Stored data =>
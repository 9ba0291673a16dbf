//! # graphcore
//!
//! A directed-graph orchestration engine for running typed, immutable
//! messages through user-defined graphs of agents, tools, and subgraphs.
//!
//! ## Design principles
//!
//! - **One message, many nodes**: a single [`Message`] envelope flows
//!   through every node; nodes never share mutable state outside of it.
//! - **Explicit state machine**: every run tracks its
//!   [`ExecutionState`] with a validated transition table and an
//!   append-only history — no implicit state.
//! - **Closed node variants**: [`graph::node::GraphNode`] is a tagged enum
//!   (Agent/Tool/Subgraph/Output/Parallel/Merge/Custom) rather than an open
//!   trait-object hierarchy, so the runner can special-case dispatch for the
//!   variants that need it (tool resolution, subgraph recursion) while
//!   everything else goes through the plain [`graph::Node`] trait.
//! - **Idempotent by step**: the idempotency manager keys cached results by
//!   `(nodeId, intentSignature)`, so a replayed step with the same intent
//!   returns the cached result instead of re-running side effects.
//! - **Human-in-the-loop via subgraphs**: a subgraph that pauses bubbles a
//!   WAITING state up through its parent without flattening the nesting —
//!   [`graph::subgraph::SubgraphCheckpointContext`] frames record exactly how
//!   to resume.
//!
//! ## Main modules
//!
//! - [`message`]: [`Message`], [`ExecutionState`], [`message::ToolCallRecord`] — the envelope that
//!   flows through every run.
//! - [`error`]: [`error::GraphError`], [`error::GraphResult`] — the error sum type and its
//!   recoverability predicate.
//! - [`graph`]: [`graph::Graph`], [`graph::GraphBuilder`], [`graph::Edge`], [`graph::GraphRunner`] — build and run graphs.
//! - [`graph::node`]: [`graph::node::GraphNode`] variants — [`graph::node::AgentNode`], [`graph::node::ToolNode`],
//!   [`graph::node::SubgraphNode`], [`graph::node::OutputNode`], [`graph::node::ParallelNode`], [`graph::node::MergeNode`].
//! - [`graph::tool`]: [`graph::tool::Tool`], [`graph::tool::ToolResolver`], [`graph::tool::ToolRegistry`] — tool resolution and validation.
//! - [`graph::retry`]: [`graph::retry::RetryPolicy`], [`graph::retry::execute_with_retry`] — backoff-driven retry.
//! - [`graph::middleware`]: [`graph::middleware::Middleware`], [`graph::middleware::ErrorAction`] — before/after/error hooks.
//! - [`graph::listeners`]: [`graph::listeners::ToolLifecycleListener`] — per-tool-call observation.
//! - [`graph::events`]: [`graph::events::LifecycleEventBus`], [`graph::events::ToolCallEventBus`] — `graph.*`/`node.*`/`hitl.*` topics.
//! - [`graph::subgraph`]: [`graph::subgraph::SubgraphCheckpointContext`] — nested-pause checkpoint frames.
//! - [`cache`]: [`cache::IdempotencyStore`], [`cache::VectorCache`] — step replay and intent side-caches.
//! - [`memory`]: [`memory::CheckpointStore`], [`memory::CheckpointingRunner`] — durable run snapshots and resume-from-checkpoint.
//! - [`config`]: [`config::RunConfig`], [`config::CheckpointCadence`] — per-run configuration.
//!
//! Key types are re-exported at crate root: `use graphcore::{Message, Graph, GraphBuilder, GraphRunner};`.

pub mod cache;
pub mod config;
pub mod error;
pub mod graph;
pub mod memory;
pub mod message;

pub use cache::in_memory::{InMemoryIdempotencyStore, InMemoryVectorCache};
pub use cache::{CacheError, CachePolicy, CacheStats, IdempotencyStore, StepKey, VectorCache, VectorCacheEntry};
pub use config::{CheckpointCadence, RunConfig};
pub use error::{GraphError, GraphResult};
pub use graph::events::{EventBuses, LifecycleEvent, LifecycleEventBus, ToolCallEmitted, ToolCallEventBus};
pub use graph::listeners::{ToolInvocationContext, ToolLifecycleListener};
pub use graph::middleware::{ErrorAction, Middleware};
pub use graph::node::GraphNode;
pub use graph::retry::{BackoffStrategy, RetryOutcome, RetryPolicy};
pub use graph::subgraph::SubgraphCheckpointContext;
pub use graph::tool::{Tool, ToolContext, ToolRegistry, ToolResolver, ToolResult};
pub use graph::{Edge, Graph, GraphBuilder, GraphRunner, Node};
pub use memory::{Checkpoint, CheckpointStore, CheckpointingRunner, InMemoryCheckpointStore};
pub use message::{ExecutionState, Message, StateTransitionRecord, ToolCallRecord};

#[cfg(feature = "redis-backend")]
pub use cache::redis_store::RedisIdempotencyStore;
#[cfg(feature = "redis-backend")]
pub use graph::events_redis::{redis_event_buses, RedisLifecycleEventBus};
#[cfg(feature = "kafka-backend")]
pub use graph::events_kafka::KafkaLifecycleEventBus;
#[cfg(feature = "sqlite-backend")]
pub use memory::SqliteCheckpointStore;
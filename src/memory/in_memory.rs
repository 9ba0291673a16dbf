//! In-memory [`CheckpointStore`].
//!
//! A `tokio::sync::RwLock`-guarded map keyed by run/thread id, each holding
//! the checkpoints for that run newest-last. Not persistent; for dev, tests,
//! and single-process deployments — production use wants
//! [`super::sqlite_store::SqliteCheckpointStore`].

use std::collections::HashMap;
use std::sync::Arc;

use async_trait::async_trait;
use tokio::sync::RwLock;

use super::checkpoint::{Checkpoint, CheckpointStore};
use crate::error::GraphResult;

pub struct InMemoryCheckpointStore {
    by_run: Arc<RwLock<HashMap<String, Vec<Checkpoint>>>>,
}

impl InMemoryCheckpointStore {
    pub fn new() -> Self {
        InMemoryCheckpointStore {
            by_run: Arc::new(RwLock::new(HashMap::new())),
        }
    }
}

impl Default for InMemoryCheckpointStore {
    fn default() -> Self {
        Self::new()
    }
}

#[async_trait]
impl CheckpointStore for InMemoryCheckpointStore {
    async fn put(&self, checkpoint: Checkpoint) -> GraphResult<()> {
        let mut guard = self.by_run.write().await;
        guard.entry(checkpoint.run_id.clone()).or_default().push(checkpoint);
        Ok(())
    }

    async fn get_latest(&self, run_id: &str) -> GraphResult<Option<Checkpoint>> {
        let guard = self.by_run.read().await;
        Ok(guard.get(run_id).and_then(|list| list.last().cloned()))
    }

    async fn list(&self, run_id: &str) -> GraphResult<Vec<Checkpoint>> {
        let guard = self.by_run.read().await;
        Ok(guard.get(run_id).cloned().unwrap_or_default())
    }

    async fn delete(&self, run_id: &str) -> GraphResult<()> {
        self.by_run.write().await.remove(run_id);
        Ok(())
    }
}

#[cfg(test)]
mod tests {
    use super::*;
    use crate::message::Message;

    fn checkpoint(run_id: &str, node_id: &str) -> Checkpoint {
        Checkpoint {
            run_id: run_id.to_string(),
            graph_id: "g1".to_string(),
            current_node_id: node_id.to_string(),
            message: Message::new("hi", "user"),
            created_at: chrono::Utc::now(),
        }
    }

    #[tokio::test]
    async fn get_latest_returns_most_recent_put() {
        let store = InMemoryCheckpointStore::new();
        store.put(checkpoint("r1", "a")).await.unwrap();
        store.put(checkpoint("r1", "b")).await.unwrap();
        let latest = store.get_latest("r1").await.unwrap().unwrap();
        assert_eq!(latest.current_node_id, "b");
    }

    #[tokio::test]
    async fn list_returns_all_checkpoints_in_order() {
        let store = InMemoryCheckpointStore::new();
        store.put(checkpoint("r1", "a")).await.unwrap();
        store.put(checkpoint("r1", "b")).await.unwrap();
        let list = store.list("r1").await.unwrap();
        assert_eq!(list.len(), 2);
        assert_eq!(list[0].current_node_id, "a");
        assert_eq!(list[1].current_node_id, "b");
    }

    #[tokio::test]
    async fn unknown_run_id_yields_none_and_empty_list() {
        let store = InMemoryCheckpointStore::new();
        assert!(store.get_latest("missing").await.unwrap().is_none());
        assert!(store.list("missing").await.unwrap().is_empty());
    }

    #[tokio::test]
    async fn delete_clears_a_run() {
        let store = InMemoryCheckpointStore::new();
        store.put(checkpoint("r1", "a")).await.unwrap();
        store.delete("r1").await.unwrap();
        assert!(store.get_latest("r1").await.unwrap().is_none());
    }
}
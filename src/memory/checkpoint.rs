//! Checkpoint record and store contract.
//!
//! Narrowed to what [`super::runner::CheckpointingRunner`] actually needs to
//! resume a paused or crashed run: the run's identity, the node it was
//! stamped on, and the message itself. There is exactly one state shape here
//! (`Message`), so no generic parameter is needed.

use chrono::{DateTime, Utc};
use serde::{Deserialize, Serialize};

use crate::error::GraphResult;
use crate::message::Message;

/// One snapshot of an in-flight run, taken after a node completes (on the
/// cadence configured by [`crate::config::CheckpointCadence`]) or right
/// before a run fails.
#[derive(Debug, Clone, Serialize, Deserialize)]
pub struct Checkpoint {
    pub run_id: String,
    pub graph_id: String,
    /// The node the message was stamped on when this snapshot was taken —
    /// `resume_from_checkpoint` continues from the edge following this id.
    pub current_node_id: String,
    pub message: Message,
    pub created_at: DateTime<Utc>,
}

/// Persists and retrieves [`Checkpoint`]s keyed by `run_id`. `get_latest` is
/// what `resume_from_checkpoint` reads; `list` exists for inspection and
/// debugging, a plain append history with no branching or checkpoint-id
/// machinery.
#[async_trait::async_trait]
pub trait CheckpointStore: Send + Sync {
    async fn put(&self, checkpoint: Checkpoint) -> GraphResult<()>;
    async fn get_latest(&self, run_id: &str) -> GraphResult<Option<Checkpoint>>;
    async fn list(&self, run_id: &str) -> GraphResult<Vec<Checkpoint>>;
    async fn delete(&self, run_id: &str) -> GraphResult<()>;
}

REQUIRED WORK => Look above for the line holding "pub struct InMemoryCheckpointStore". Print it and every line after it, exactly, through the line holding "impl CheckpointStore for".

COMPLETED EXERCISE =>
pub struct InMemoryCheckpointStore {
    by_run: Arc<RwLock<HashMap<String, Vec<Checkpoint>>>>,
}

impl InMemoryCheckpointStore {
    pub fn new() -> Self {
        InMemoryCheckpointStore {
            by_run: Arc::new(RwLock::new(HashMap::new())),
        }
    }
}

impl Default for InMemoryCheckpointStore {
    fn default() -> Self {
        Self::new()
    }
}

#[async_trait]
impl CheckpointStore for InMemoryCheckpointStore {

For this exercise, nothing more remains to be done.